WHAT IS NEEDED → Give back only the lines in the records below from the one with "repository ed96f8b134fad367" to the one with "watch(bus, &observed, |e: &KeyPressed|", both inclusive, word for word.

Data records
****
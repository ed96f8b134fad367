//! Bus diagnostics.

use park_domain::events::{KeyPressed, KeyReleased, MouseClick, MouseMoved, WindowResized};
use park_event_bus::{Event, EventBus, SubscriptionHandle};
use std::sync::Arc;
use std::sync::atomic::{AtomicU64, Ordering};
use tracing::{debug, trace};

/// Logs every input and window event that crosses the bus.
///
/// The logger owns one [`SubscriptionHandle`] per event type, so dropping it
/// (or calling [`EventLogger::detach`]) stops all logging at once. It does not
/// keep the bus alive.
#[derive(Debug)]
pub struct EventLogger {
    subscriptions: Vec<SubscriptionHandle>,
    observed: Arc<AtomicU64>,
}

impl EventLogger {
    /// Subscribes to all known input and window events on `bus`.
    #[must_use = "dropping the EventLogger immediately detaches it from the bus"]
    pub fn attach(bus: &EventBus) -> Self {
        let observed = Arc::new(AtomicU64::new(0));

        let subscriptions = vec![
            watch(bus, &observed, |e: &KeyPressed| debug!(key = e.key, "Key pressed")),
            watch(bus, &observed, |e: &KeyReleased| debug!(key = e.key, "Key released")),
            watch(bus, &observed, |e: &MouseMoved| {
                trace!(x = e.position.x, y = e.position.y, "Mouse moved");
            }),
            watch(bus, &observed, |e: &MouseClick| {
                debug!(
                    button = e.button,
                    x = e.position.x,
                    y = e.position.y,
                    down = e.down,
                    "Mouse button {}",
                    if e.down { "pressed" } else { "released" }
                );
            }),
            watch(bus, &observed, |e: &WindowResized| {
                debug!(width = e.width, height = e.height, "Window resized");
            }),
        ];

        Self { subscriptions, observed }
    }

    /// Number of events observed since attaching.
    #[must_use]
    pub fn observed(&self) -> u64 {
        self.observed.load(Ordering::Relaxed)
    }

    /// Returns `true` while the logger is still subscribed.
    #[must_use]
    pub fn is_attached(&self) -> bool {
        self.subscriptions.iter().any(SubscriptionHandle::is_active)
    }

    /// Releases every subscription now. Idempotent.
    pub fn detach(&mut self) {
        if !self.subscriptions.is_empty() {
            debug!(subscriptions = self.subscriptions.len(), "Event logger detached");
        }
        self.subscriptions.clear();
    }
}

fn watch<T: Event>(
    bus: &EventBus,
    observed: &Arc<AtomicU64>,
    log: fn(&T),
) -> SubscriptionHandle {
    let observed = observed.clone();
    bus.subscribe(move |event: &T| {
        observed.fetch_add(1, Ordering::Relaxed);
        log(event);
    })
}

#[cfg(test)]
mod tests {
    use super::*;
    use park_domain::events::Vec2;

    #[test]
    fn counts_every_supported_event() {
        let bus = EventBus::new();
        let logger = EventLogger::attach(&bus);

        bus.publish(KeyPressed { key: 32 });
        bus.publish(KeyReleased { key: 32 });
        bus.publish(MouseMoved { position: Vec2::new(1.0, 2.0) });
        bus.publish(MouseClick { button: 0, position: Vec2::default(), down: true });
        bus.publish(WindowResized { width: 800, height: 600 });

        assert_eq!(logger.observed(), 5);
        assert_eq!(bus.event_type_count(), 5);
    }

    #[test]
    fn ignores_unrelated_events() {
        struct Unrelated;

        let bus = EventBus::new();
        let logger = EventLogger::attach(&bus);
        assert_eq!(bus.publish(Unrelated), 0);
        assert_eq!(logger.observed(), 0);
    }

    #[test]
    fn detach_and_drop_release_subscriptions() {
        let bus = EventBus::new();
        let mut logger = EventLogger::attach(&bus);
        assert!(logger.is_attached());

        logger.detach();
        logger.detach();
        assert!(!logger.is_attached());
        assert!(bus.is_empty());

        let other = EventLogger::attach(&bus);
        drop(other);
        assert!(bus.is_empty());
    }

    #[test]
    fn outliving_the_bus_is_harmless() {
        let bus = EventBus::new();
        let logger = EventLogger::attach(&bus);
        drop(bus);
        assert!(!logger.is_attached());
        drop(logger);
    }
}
****
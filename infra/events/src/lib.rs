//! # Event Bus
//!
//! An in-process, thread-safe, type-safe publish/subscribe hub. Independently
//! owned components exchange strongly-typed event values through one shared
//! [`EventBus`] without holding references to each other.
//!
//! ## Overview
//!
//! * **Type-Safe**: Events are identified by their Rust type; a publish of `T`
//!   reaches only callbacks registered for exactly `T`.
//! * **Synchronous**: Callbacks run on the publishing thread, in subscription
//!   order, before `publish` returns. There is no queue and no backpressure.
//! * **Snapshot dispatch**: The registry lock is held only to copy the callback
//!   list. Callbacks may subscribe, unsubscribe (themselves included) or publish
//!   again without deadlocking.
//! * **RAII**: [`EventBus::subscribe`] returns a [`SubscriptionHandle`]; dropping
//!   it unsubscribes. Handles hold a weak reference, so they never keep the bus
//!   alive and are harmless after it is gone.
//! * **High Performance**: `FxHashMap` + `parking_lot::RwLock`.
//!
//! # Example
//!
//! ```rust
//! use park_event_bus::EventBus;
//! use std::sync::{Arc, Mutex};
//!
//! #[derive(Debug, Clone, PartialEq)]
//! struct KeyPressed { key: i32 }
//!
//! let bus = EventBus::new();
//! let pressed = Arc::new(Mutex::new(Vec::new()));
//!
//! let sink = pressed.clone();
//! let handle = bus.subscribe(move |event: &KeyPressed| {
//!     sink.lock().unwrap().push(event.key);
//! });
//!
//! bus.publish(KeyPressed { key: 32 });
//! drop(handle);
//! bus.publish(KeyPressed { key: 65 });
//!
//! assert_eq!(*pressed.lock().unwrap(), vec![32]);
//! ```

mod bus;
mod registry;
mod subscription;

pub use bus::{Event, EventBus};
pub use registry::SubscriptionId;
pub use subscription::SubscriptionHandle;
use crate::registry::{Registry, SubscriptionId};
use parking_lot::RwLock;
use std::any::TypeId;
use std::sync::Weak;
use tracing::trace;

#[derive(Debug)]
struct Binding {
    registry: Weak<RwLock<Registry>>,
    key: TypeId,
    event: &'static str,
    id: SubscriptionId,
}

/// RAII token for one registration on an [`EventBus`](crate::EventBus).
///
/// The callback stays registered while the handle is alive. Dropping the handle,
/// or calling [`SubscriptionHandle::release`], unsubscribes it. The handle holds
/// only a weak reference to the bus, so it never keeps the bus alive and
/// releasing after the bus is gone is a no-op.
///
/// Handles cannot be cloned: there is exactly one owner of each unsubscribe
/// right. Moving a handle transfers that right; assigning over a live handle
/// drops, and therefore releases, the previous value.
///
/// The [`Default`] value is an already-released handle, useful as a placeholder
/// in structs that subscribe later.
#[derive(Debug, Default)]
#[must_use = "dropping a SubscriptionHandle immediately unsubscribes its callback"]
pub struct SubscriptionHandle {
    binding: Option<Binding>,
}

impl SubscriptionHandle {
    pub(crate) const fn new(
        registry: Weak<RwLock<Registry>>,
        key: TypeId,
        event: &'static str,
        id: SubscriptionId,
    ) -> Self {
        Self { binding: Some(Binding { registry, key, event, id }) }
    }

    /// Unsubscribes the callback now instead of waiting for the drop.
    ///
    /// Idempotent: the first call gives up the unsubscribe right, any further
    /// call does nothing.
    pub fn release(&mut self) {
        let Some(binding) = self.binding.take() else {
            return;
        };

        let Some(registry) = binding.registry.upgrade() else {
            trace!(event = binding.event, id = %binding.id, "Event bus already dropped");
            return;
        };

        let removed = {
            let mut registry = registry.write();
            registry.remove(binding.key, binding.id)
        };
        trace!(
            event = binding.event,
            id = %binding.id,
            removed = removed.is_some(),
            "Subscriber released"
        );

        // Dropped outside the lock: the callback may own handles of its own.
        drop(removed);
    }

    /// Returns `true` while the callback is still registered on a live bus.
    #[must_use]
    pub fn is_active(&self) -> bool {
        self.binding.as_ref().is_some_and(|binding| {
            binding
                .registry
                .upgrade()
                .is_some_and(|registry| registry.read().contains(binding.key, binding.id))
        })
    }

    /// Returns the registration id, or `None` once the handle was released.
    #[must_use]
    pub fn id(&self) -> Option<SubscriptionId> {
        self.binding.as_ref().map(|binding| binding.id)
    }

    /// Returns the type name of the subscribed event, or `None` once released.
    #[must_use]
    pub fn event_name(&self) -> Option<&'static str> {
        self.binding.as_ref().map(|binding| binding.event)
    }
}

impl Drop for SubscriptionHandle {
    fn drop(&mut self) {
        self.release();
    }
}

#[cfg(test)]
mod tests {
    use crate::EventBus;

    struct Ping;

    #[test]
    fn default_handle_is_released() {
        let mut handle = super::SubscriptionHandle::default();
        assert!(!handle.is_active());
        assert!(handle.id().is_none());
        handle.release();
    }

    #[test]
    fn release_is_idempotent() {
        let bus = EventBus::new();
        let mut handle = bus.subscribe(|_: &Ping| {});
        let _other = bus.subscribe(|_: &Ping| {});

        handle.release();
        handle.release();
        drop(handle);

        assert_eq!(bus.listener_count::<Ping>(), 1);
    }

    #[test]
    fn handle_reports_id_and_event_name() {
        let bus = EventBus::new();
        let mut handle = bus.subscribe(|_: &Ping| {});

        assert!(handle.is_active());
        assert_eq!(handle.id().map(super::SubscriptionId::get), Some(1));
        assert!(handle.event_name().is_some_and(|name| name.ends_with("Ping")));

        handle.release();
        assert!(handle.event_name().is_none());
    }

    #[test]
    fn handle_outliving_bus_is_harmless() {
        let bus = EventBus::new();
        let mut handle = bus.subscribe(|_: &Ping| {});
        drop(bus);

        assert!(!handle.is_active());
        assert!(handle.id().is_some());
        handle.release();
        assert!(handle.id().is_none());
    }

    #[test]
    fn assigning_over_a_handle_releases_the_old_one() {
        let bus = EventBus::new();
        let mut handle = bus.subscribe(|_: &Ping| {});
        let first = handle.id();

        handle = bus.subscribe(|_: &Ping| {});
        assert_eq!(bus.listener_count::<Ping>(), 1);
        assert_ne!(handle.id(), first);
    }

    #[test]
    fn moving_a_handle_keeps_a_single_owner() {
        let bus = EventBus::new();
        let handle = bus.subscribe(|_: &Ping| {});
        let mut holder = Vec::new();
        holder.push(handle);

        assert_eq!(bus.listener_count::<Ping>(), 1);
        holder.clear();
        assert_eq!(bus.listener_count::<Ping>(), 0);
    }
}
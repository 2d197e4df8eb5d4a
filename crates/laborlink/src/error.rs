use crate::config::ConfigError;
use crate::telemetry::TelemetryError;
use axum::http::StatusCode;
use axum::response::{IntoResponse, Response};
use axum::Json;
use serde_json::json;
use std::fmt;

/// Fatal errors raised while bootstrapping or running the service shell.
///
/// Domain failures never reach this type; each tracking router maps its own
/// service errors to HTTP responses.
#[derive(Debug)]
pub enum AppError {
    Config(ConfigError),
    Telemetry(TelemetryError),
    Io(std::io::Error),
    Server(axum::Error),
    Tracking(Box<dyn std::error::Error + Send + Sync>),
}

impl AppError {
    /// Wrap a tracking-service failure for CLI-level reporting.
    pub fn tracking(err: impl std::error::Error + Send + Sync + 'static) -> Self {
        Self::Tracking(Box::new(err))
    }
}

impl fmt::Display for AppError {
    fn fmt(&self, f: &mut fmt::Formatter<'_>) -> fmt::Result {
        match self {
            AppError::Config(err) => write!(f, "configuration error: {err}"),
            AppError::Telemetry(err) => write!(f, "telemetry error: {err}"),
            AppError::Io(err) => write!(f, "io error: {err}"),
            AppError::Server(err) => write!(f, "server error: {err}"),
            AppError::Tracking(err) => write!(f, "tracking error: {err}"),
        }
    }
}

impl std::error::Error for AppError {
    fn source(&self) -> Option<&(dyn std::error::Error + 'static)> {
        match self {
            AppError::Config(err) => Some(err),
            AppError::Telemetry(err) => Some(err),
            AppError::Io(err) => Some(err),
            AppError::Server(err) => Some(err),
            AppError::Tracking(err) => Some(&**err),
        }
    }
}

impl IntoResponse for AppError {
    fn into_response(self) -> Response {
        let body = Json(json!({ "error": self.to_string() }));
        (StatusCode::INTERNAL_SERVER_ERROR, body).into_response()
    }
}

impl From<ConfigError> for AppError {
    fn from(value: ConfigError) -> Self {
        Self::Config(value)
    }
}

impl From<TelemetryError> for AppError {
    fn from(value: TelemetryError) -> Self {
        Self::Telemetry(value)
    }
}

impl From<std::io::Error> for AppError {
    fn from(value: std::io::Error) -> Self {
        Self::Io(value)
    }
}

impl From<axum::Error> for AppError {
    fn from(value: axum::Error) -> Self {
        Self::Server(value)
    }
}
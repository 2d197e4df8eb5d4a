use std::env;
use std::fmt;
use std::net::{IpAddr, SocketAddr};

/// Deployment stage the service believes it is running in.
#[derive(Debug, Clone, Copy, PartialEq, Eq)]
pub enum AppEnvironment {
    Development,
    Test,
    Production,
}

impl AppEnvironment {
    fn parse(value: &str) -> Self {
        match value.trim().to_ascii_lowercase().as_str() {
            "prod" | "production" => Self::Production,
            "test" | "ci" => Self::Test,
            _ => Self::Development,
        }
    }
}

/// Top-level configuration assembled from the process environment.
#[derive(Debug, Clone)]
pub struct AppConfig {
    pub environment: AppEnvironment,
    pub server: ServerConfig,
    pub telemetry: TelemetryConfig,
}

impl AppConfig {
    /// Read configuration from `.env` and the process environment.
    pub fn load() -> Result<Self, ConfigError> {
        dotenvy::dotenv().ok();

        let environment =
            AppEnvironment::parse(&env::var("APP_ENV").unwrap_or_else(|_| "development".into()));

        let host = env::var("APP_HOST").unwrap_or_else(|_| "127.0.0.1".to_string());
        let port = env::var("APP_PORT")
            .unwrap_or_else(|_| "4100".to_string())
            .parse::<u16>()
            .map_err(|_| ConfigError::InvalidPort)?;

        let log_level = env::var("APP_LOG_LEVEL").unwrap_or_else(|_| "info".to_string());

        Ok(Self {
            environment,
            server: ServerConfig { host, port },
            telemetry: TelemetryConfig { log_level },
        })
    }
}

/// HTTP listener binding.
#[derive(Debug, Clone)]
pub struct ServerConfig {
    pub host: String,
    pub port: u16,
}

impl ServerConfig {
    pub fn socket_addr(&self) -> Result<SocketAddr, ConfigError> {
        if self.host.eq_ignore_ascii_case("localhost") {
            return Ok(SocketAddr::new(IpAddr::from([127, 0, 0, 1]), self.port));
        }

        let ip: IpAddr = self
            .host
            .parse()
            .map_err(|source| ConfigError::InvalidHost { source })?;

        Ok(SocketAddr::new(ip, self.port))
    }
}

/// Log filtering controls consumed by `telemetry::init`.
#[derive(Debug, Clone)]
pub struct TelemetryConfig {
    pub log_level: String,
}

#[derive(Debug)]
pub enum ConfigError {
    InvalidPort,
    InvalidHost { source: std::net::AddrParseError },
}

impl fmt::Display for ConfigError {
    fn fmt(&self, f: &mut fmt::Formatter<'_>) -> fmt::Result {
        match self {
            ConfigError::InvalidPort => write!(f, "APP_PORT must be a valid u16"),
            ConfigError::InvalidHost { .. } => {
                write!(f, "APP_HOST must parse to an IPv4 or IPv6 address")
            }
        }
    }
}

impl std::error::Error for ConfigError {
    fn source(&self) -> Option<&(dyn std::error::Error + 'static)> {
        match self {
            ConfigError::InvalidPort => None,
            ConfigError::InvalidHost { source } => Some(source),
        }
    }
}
****
ANSWER TO THIS PROBLEM →
repository ed96f8b134fad367
//! Bus diagnostics.

use park_domain::events::{KeyPressed, KeyReleased, MouseClick, MouseMoved, WindowResized};
use park_event_bus::{Event, EventBus, SubscriptionHandle};
use std::sync::Arc;
use std::sync::atomic::{AtomicU64, Ordering};
use tracing::{debug, trace};

/// Logs every input and window event that crosses the bus.
///
/// The logger owns one [`SubscriptionHandle`] per event type, so dropping it
/// (or calling [`EventLogger::detach`]) stops all logging at once. It does not
/// keep the bus alive.
#[derive(Debug)]
pub struct EventLogger {
    subscriptions: Vec<SubscriptionHandle>,
    observed: Arc<AtomicU64>,
}

impl EventLogger {
    /// Subscribes to all known input and window events on `bus`.
    #[must_use = "dropping the EventLogger immediately detaches it from the bus"]
    pub fn attach(bus: &EventBus) -> Self {
        let observed = Arc::new(AtomicU64::new(0));

        let subscriptions = vec![
            watch(bus, &observed, |e: &KeyPressed| debug!(key = e.key, "Key pressed")),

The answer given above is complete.